The Iraqi regime has used poison gases against Iranians in the Iran-Iraq war and, most infamously, during "Operation Anfal" in Iraqi Kurdistan between February and September 1988. Tens of thousands of civilians in Kurdistan were killed or maimed in the operation, including the 5000 massacred in Halabja in March that year.

It is alleged that Frans van Anraat was aware of the final purpose for the base materials he supplied. According to the prosecution, Frans van Anraat is "suspected of delivering thousands of tons of raw materials for chemical weapons to the former regime in Baghdad between 1984 and 1988". United Nations weapons inspectors are reported to have said Van Anraat was an important middleman supplying Iraq with chemical agents.

A past criminal investigation by U.S. customs authorities based in Baltimore found Van Anraat had been involved in four shipments to Iraq of thiodiglycol, an industrial chemical which can be used to make mustard gas. It also has civilian uses. The chemicals are said to have been shipped via the Belgian port of Antwerp, through Aqaba in Jordan to Iraq.

Although the suspect does not seem to have broken any Dutch export laws, prosecutors intend to prove that he knew that the chemicals he was shipping would be turned into poison gas by the Iraqis and used against Saddam's enemies.

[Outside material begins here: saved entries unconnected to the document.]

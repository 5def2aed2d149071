//! Storage-provider assignment for a content. At most one row per content.

use anyhow::{Context, Result};
use chrono::NaiveDateTime;
use diesel::prelude::*;
use serde::{Deserialize, Serialize};

use crate::schema::content_miners;

#[derive(Debug, Clone, Serialize, Deserialize, Queryable)]
#[diesel(table_name = content_miners)]
pub struct ContentMiner {
    pub id: i64,
    pub content: i64,
    pub miner: String,
    pub created_at: NaiveDateTime,
    pub updated_at: NaiveDateTime,
}

#[derive(Debug, Clone, Insertable)]
#[diesel(table_name = content_miners)]
pub struct NewContentMiner {
    pub content: i64,
    pub miner: String,
    pub created_at: NaiveDateTime,
    pub updated_at: NaiveDateTime,
}

impl NewContentMiner {
    pub fn new(content: i64, miner: &str) -> Self {
        let now = chrono::Utc::now().naive_utc();
        Self {
            content,
            miner: miner.to_string(),
            created_at: now,
            updated_at: now,
        }
    }
}

impl ContentMiner {
    pub fn create(conn: &mut SqliteConnection, new_miner: NewContentMiner) -> Result<ContentMiner> {
        diesel::insert_into(content_miners::table)
            .values(&new_miner)
            .get_result(conn)
            .context("Failed to insert content miner assignment")
    }

    pub fn find_by_content(conn: &mut SqliteConnection, content_id: i64) -> Result<ContentMiner> {
        content_miners::table
            .filter(content_miners::content.eq(content_id))
            .order(content_miners::id.desc())
            .first(conn)
            .with_context(|| format!("Miner assignment for content {content_id} not found"))
    }

    /// Re-plan onto a different provider after a retryable rejection.
    pub fn reassign(conn: &mut SqliteConnection, content_id: i64, miner: &str) -> Result<()> {
        diesel::update(content_miners::table.filter(content_miners::content.eq(content_id)))
            .set((
                content_miners::miner.eq(miner),
                content_miners::updated_at.eq(chrono::Utc::now().naive_utc()),
            ))
            .execute(conn)
            .with_context(|| format!("Failed to reassign miner for content {content_id}"))?;
        Ok(())
    }
}
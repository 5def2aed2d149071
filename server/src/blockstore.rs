//! Content repository seam: the pin/blockstore collaborator the pipeline
//! reads payloads from. The engine behind it is replaceable; the shipped
//! implementation keeps pinned payloads on the local filesystem keyed by
//! their CID.

use std::path::PathBuf;
use std::sync::Arc;

use anyhow::{Context, Result};
use cid::multihash::Multihash;
use cid::Cid;
use sha2::{Digest, Sha256};

/// Multicodec for raw payload bytes.
const RAW_CODEC: u64 = 0x55;

/// Multihash code for sha2-256.
const SHA2_256: u64 = 0x12;

pub trait Blockstore: Send + Sync {
    /// Ingest and pin a payload, returning its CID and size.
    fn put(&self, data: &[u8]) -> Result<(String, i64)>;

    /// Resolve a pinned CID back to its payload.
    fn get(&self, cid: &str) -> Result<Vec<u8>>;

    fn has(&self, cid: &str) -> Result<bool>;

    /// Aggregate size of a pinned payload without loading it.
    fn size_of(&self, cid: &str) -> Result<i64>;
}

pub type SharedBlockstore = Arc<dyn Blockstore>;

/// Filesystem-backed blockstore: one file per pinned CID.
pub struct FsBlockstore {
    root: PathBuf,
}

impl FsBlockstore {
    pub fn new(root: impl Into<PathBuf>) -> Result<Self> {
        let root = root.into();
        std::fs::create_dir_all(&root)
            .with_context(|| format!("Failed to create blockstore dir {}", root.display()))?;
        Ok(Self { root })
    }

    fn path_for(&self, cid: &str) -> Result<PathBuf> {
        // Reject anything that is not a parseable CID before touching the
        // filesystem; this also keeps path traversal out.
        let parsed = Cid::try_from(cid).with_context(|| format!("Invalid cid {cid}"))?;
        Ok(self.root.join(parsed.to_string()))
    }
}

impl Blockstore for FsBlockstore {
    fn put(&self, data: &[u8]) -> Result<(String, i64)> {
        let digest: [u8; 32] = Sha256::digest(data).into();
        let mh = Multihash::<64>::wrap(SHA2_256, &digest).context("Failed to wrap digest")?;
        let cid = Cid::new_v1(RAW_CODEC, mh).to_string();

        let path = self.root.join(&cid);
        if !path.exists() {
            std::fs::write(&path, data)
                .with_context(|| format!("Failed to pin {cid} at {}", path.display()))?;
        }

        Ok((cid, data.len() as i64))
    }

    fn get(&self, cid: &str) -> Result<Vec<u8>> {
        let path = self.path_for(cid)?;
        std::fs::read(&path).with_context(|| format!("Content {cid} is not pinned"))
    }

    fn has(&self, cid: &str) -> Result<bool> {
        Ok(self.path_for(cid)?.exists())
    }

    fn size_of(&self, cid: &str) -> Result<i64> {
        let path = self.path_for(cid)?;
        let meta =
            std::fs::metadata(&path).with_context(|| format!("Content {cid} is not pinned"))?;
        Ok(meta.len() as i64)
    }
}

Van Anraat had been arrested in 1989 in Milan, Italy at the request of the U.S. government. He fled to Iraq after being released and remained there until 2003.

After the U.S.-led invasion of Iraq in March 2003, van Anraat returned to the Netherlands via Syria.

Van Anraat was arrested by Dutch officials at his Amsterdam home on December 7, 2004, as he was apparently planning to flee the country.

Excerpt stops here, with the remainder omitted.